BEGIN DATASET CONTENT

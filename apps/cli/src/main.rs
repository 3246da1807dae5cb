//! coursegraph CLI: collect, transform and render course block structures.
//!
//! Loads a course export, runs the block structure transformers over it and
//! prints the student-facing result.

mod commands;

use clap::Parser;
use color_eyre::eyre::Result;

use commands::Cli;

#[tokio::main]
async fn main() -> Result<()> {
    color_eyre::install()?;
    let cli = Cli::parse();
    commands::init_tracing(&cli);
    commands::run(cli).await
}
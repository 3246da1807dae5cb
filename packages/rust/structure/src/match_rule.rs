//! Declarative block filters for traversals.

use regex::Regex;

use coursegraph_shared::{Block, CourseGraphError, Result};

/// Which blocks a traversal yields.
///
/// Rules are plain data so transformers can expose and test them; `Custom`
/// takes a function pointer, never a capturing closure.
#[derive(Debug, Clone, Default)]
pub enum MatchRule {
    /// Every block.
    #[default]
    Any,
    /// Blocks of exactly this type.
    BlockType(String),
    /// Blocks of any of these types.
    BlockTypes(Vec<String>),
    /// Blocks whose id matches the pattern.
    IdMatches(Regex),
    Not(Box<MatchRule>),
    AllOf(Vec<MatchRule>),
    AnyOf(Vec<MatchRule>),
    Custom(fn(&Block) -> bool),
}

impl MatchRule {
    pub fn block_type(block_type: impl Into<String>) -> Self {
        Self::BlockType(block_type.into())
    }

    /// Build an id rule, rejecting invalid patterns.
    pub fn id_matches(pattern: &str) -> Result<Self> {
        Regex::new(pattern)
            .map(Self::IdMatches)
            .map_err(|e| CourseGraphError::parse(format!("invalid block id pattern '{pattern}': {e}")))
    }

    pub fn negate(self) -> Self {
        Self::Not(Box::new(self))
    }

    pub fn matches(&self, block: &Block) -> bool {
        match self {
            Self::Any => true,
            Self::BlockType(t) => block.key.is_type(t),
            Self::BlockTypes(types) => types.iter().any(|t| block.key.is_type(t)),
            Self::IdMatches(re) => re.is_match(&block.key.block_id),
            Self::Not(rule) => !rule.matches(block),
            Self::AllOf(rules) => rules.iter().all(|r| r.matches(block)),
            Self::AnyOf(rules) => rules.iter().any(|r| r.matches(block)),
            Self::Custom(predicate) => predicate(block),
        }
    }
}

END DATASET CONTENT

- **PROBLEM STATEMENT**
If a line in the listing includes the word "impl", it counts; report the number of such lines and nothing else.

- **ANSWER BELOW**
2